The primary goal of this work is to compare various embedding layers based on text representations in order to determine their capabilities in detecting vulnerabilities in Python programs. To achieve an objective comparison, we need to apply the different source code embedding methods selected with the same ML algorithm trained on the same dataset. We evaluate the embedding methods by training a Long Short-Term Memory (LSTM) model with the same hyper-parameters on the dataset described in Section 3.
4.1 The Evaluated Embedding Layers
To encode the code tokens we need to transfer the code tokens into vectors using one of our selected embedding methods (word2vec, fastText and BERT).
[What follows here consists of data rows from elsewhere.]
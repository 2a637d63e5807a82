use ff::PrimeFieldBits;
use tracing::debug;

use super::hash_ram::HashRam;
use crate::curve::EdwardsPoint;
use crate::error::{CircuitError, ParamsError, Result};
use crate::gadgets::{
    Booleanity, FixedBaseMul, Gadget, PointAdder, PointResult, PointValidator, VariableBaseMul,
};
use crate::params::EdDsaParams;
use crate::r1cs::{EmissionMark, Protoboard, VariableArray, VariablePoint};

/// PureEdDSA verification: `S·B == R + H(R, A, M)·A`.
///
/// `S` enters as its bits `s`; `R` is checked against the curve (and, under
/// [`ValidityPolicy::PrimeOrder`](crate::ValidityPolicy::PrimeOrder), the
/// subgroup). `A` is not checked here.
///
/// An invalid signature does not fail construction or witness generation;
/// it leaves the protoboard unsatisfied. Computing the witness before
/// emitting the constraints fails with
/// [`CircuitError::ConstraintsNotEmitted`].
#[derive(Clone, Debug)]
pub struct PureEdDsa<'a, F: PrimeFieldBits> {
    s_bits: Booleanity,
    msg_bits: Option<Booleanity>,
    validator: PointValidator<F>,
    lhs: FixedBaseMul<F>,
    hash: HashRam<'a, F>,
    at: VariableBaseMul<F>,
    rhs: PointAdder<F>,
    emission: EmissionMark,
    annotation: String,
}

impl<'a, F: PrimeFieldBits> PureEdDsa<'a, F> {
    #[allow(clippy::too_many_arguments)]
    pub fn new(
        pb: &mut Protoboard<F>,
        params: &'a EdDsaParams<F>,
        base: &EdwardsPoint<F>,
        a: VariablePoint,
        r: VariablePoint,
        s: &VariableArray,
        msg: &VariableArray,
        annotation: &str,
    ) -> Result<Self> {
        check_message(params, msg)?;
        Self::build(pb, params, base, a, r, s, msg, true, annotation)
    }

    /// Inner gadget of [`EdDsa`](super::EdDsa): `msg` is a hash digest that
    /// is already boolean and has a fixed width.
    #[allow(clippy::too_many_arguments)]
    pub(crate) fn over_digest(
        pb: &mut Protoboard<F>,
        params: &'a EdDsaParams<F>,
        base: &EdwardsPoint<F>,
        a: VariablePoint,
        r: VariablePoint,
        s: &VariableArray,
        digest: &VariableArray,
        annotation: &str,
    ) -> Result<Self> {
        Self::build(pb, params, base, a, r, s, digest, false, annotation)
    }

    #[allow(clippy::too_many_arguments)]
    fn build(
        pb: &mut Protoboard<F>,
        params: &'a EdDsaParams<F>,
        base: &EdwardsPoint<F>,
        a: VariablePoint,
        r: VariablePoint,
        s: &VariableArray,
        msg: &VariableArray,
        check_msg: bool,
        annotation: &str,
    ) -> Result<Self> {
        if s.len() != params.scalar_bits {
            return Err(CircuitError::LengthMismatch {
                what: "signature scalar",
                expected: params.scalar_bits,
                actual: s.len(),
            });
        }
        if !base.is_on_curve(&params.curve) {
            return Err(ParamsError::BaseNotOnCurve.into());
        }

        let allocated_before = pb.num_variables();
        let curve = &params.curve;
        let s_bits = Booleanity::new(s, &format!("{}.s", annotation));
        let msg_bits = check_msg.then(|| Booleanity::new(msg, &format!("{}.msg", annotation)));

        let validator = PointValidator::new(
            pb,
            curve,
            params.validity,
            r,
            &format!("{}.R_valid", annotation),
        )?;
        let lhs = FixedBaseMul::new(pb, curve, base, s, &format!("{}.lhs", annotation))?;
        let hash = HashRam::new(pb, params, r, a, msg, &format!("{}.H_RAM", annotation));
        let at = VariableBaseMul::new(pb, curve, a, hash.result(), &format!("{}.At", annotation))?;
        let rhs = PointAdder::new(pb, curve, r, at.result(), &format!("{}.rhs", annotation));
        let emission = pb.track_emission();

        debug!(
            "[eddsa] {}: allocated {} variables for a {}-bit message",
            annotation,
            pb.num_variables() - allocated_before,
            msg.len()
        );

        Ok(Self {
            s_bits,
            msg_bits,
            validator,
            lhs,
            hash,
            at,
            rhs,
            emission,
            annotation: annotation.to_owned(),
        })
    }

    /// The challenge bits `c`.
    pub fn challenge(&self) -> &VariableArray {
        self.hash.result()
    }

    /// `S·B`.
    pub fn lhs(&self) -> VariablePoint {
        self.lhs.result()
    }

    /// `R + c·A`.
    pub fn rhs(&self) -> VariablePoint {
        self.rhs.result()
    }

    /// Whether `S·B` and `R + c·A` agree under the current witness. This is
    /// only the final equation; use [`Protoboard::is_satisfied`] for the
    /// whole circuit.
    pub fn is_valid(&self, pb: &Protoboard<F>) -> Result<bool> {
        Ok(self.lhs().value(pb)? == self.rhs().value(pb)?)
    }
}

pub(super) fn check_message<F: PrimeFieldBits>(params: &EdDsaParams<F>, msg: &VariableArray) -> Result<()> {
    if msg.is_empty() {
        return Err(CircuitError::EmptyMessage);
    }
    if msg.len() > params.max_message_bits {
        return Err(CircuitError::MessageTooLong {
            actual: msg.len(),
            limit: params.max_message_bits,
        });
    }
    Ok(())
}

impl<'a, F: PrimeFieldBits> Gadget<F> for PureEdDsa<'a, F> {
    fn emit_constraints(&self, pb: &mut Protoboard<F>) -> Result<()> {
        Gadget::<F>::emit_constraints(&self.s_bits, pb)?;
        if let Some(msg_bits) = &self.msg_bits {
            Gadget::<F>::emit_constraints(msg_bits, pb)?;
        }
        self.validator.emit_constraints(pb)?;
        self.lhs.emit_constraints(pb)?;
        self.hash.emit_constraints(pb)?;
        self.at.emit_constraints(pb)?;
        self.rhs.emit_constraints(pb)?;

        let (lhs, rhs) = (self.lhs(), self.rhs());
        pb.enforce(
            || format!("{}.lhs.x == rhs.x", self.annotation),
            |lc| lc + lhs.x,
            |lc| lc + Protoboard::<F>::one(),
            |lc| lc + rhs.x,
        )?;
        pb.enforce(
            || format!("{}.lhs.y == rhs.y", self.annotation),
            |lc| lc + lhs.y,
            |lc| lc + Protoboard::<F>::one(),
            |lc| lc + rhs.y,
        )?;
        pb.mark_emitted(self.emission)?;

        debug!(
            "[eddsa] {}: {} constraints emitted",
            self.annotation,
            pb.num_constraints()
        );
        Ok(())
    }

    fn compute_witness(&self, pb: &mut Protoboard<F>) -> Result<()> {
        pb.require_emitted(self.emission, &self.annotation)?;
        Gadget::<F>::compute_witness(&self.s_bits, pb)?;
        if let Some(msg_bits) = &self.msg_bits {
            Gadget::<F>::compute_witness(msg_bits, pb)?;
        }
        self.validator.compute_witness(pb)?;
        self.lhs.compute_witness(pb)?;
        self.hash.compute_witness(pb)?;
        self.at.compute_witness(pb)?;
        self.rhs.compute_witness(pb)
    }
}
For word2vec and fastText we need to train a model that learns the embeddings based on a large corpus of Python source code. To collect this, we also mined GitHub for popular Python projects.
Word2vec is one of the most widely adopted word embedding methods to represent source code in vector form. To derive word2vec based source code embeddings, we needed to train a suitable word2vec model on Python source code to encode the code tokens into word2vec vectors. Training the word2vec model requires a large corpus of Python source code (for further reference, see the works of Bhoopchand et al.  and Allamanis et al. ).
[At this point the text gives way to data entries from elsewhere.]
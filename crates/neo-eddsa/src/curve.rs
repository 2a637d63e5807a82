//! Twisted Edwards curve `a·x² + y² = 1 + d·x²·y²`.
//!
//! Only what constant precomputation and witness generation need: affine
//! points and the unified addition law. With `a` square and `d` non-square
//! the law is complete, so doubling reuses it.

use ff::{Field, PrimeField};

#[derive(Clone, Debug, PartialEq, Eq)]
pub struct CurveParams<F: PrimeField> {
    pub a: F,
    pub d: F,
    /// Generator of the prime-order subgroup used for signing.
    pub base: EdwardsPoint<F>,
    /// Order of that subgroup, little-endian bits without leading zeros.
    pub order: Option<Vec<bool>>,
}

/// Affine point with coordinates in the circuit field.
#[derive(Clone, Copy, Debug, PartialEq, Eq)]
pub struct EdwardsPoint<F: PrimeField> {
    pub x: F,
    pub y: F,
}

impl<F: PrimeField> EdwardsPoint<F> {
    pub fn new(x: F, y: F) -> Self {
        Self { x, y }
    }

    /// The neutral element `(0, 1)`.
    pub fn identity() -> Self {
        Self { x: F::ZERO, y: F::ONE }
    }

    pub fn is_identity(&self) -> bool {
        *self == Self::identity()
    }

    pub fn is_on_curve(&self, curve: &CurveParams<F>) -> bool {
        let x2 = self.x.square();
        let y2 = self.y.square();
        curve.a * x2 + y2 == F::ONE + curve.d * x2 * y2
    }

    /// Unified addition. A vanishing denominator (possible only off-curve or
    /// for incomplete parameters) yields a zero coordinate.
    pub fn add(&self, other: &Self, curve: &CurveParams<F>) -> Self {
        let beta = self.x * other.y;
        let gamma = self.y * other.x;
        let delta = self.y * other.y;
        let epsilon = self.x * other.x;
        let tau = curve.d * delta * epsilon;
        Self {
            x: (beta + gamma) * invert_or_zero(F::ONE + tau),
            y: (delta - curve.a * epsilon) * invert_or_zero(F::ONE - tau),
        }
    }

    pub fn double(&self, curve: &CurveParams<F>) -> Self {
        self.add(self, curve)
    }

    /// `k · self` for `k = Σ 2^i bits[i]`.
    pub fn mul_le_bits<I>(&self, bits: I, curve: &CurveParams<F>) -> Self
    where
        I: IntoIterator<Item = bool>,
    {
        let mut acc = Self::identity();
        let mut base = *self;
        for bit in bits {
            if bit {
                acc = acc.add(&base, curve);
            }
            base = base.double(curve);
        }
        acc
    }
}

pub(crate) fn invert_or_zero<F: Field>(value: F) -> F {
    Option::<F>::from(value.invert()).unwrap_or(F::ZERO)
}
To collect such a corpus, we searched for popular projects on GitHub. GitHub uses two metrics to measure a repository’s popularity: stars (user-created highlights) and forks (number of copies of a repository). The list of selected repositories with a high number of stars and forks used as a code corpus is available in our online appendix. We used PyDriller  for querying the most popular projects and downloading their source files. The resulting source code, 11 million lines in total from 38 of the most popular projects, is simply concatenated to create a single massive Python code file. Another script is then used to fix any issues with the text, such as indentation errors. We transform the Python programs into Python tokens using the built-in Python tokenizer. We delete the comments from files and add new lines at the end of the file. Tabs and indentations have been normalized. The word2vec model is then trained on the corpus using the Gensim 222https://radimrehurek.com/gensim/ Python package (see Figure 3). All the word2vec training scripts are also part of our online appendix.
We use the exact same process for calculating fastText 
embeddings as for word2vec. This means, we apply the same data analysis and tokenizer scripts and train the embedding model with the same Python code corpus. We chose fastText as a study subject because word2vec only learns vectors for words that are complete in the training corpus. FastText, on the other hand, learns vectors for both the n-grams and the full words contained inside each word. FastText uses the mean of the target word vector and its component n-gram vectors for training at each step. The change derived from the error is then applied uniformly to all of the vectors that were combined to form the target. This adds a significant amount of extra computation to the training step. A word must sum and average its n-gram component parts at each point.
Bidirectional Encoder Representations from Transformers (BERT) is a Google-developed Transformer-based machine learning technique for natural language processing (NLP) pre-training . Jacob Devlin and his Google colleagues developed and released BERT in 2018. We selected this embedding method for comparison due to its recent successes within the NLP field. As the BERT model is pre-trained on natural language texts, to adopt it to source code, we used its Microsoft’s variant, called CodeBERT . CodeBERT is a pre-trained BERT model for programming languages. In the context of this paper, we used BERT only as an embedding method and we feed all output tokens to an LSTM model. The biggest difference between BERT and the other two embedding methods is that the training part of the embedding model is done in advance using a huge corpus in case of BERT, while for word2vec and fastText, we need to do the training locally. This means that CodeBERT can be used out of the box, without having to train a model for token embeddings.
4.2 Preparing the Data for Classification
The collected vulnerability dataset (see Section 3
) contains data in the form of vulnerable and not vulnerable code snippets. We need to transform these into a list of tokens (such as ’+’, ’for’, ’init’) and convert each token into its vector representation according to the different embedding methods. Each list of such vectors (representing the list of tokens of the underlying code snippet) will be labeled, where label ’1’ means that the code is vulnerable and ’0’ means it is not vulnerable. Since ML models require a fix-sized input, we took the overall length of the concatenated vectors for the longest code snippet in our dataset and padded all the shorter ones with zeros to make them have the same length.
We split the training dataset into three sets, train, validation and test. 80% of the data selected randomly is used for training, 10% for validating and 10% for testing. Note that the validation data is only used to evaluate the model performance but all the results are presented on the test data, which the model has never seen before, applying a 10-fold cross-validation.
4.3 Training the LSTM
After transforming each of our learning samples into a fix-sized numeric vector, we are ready for training the LSTM model on them. For the implementation of the model, we used the Keras library. The first component of the model is the LSTM layer, which learns the features associated with the label of the code snippet (i.e., whether it is vulnerable or not). We can use a variety of hyper-parameters for the model, like dropout.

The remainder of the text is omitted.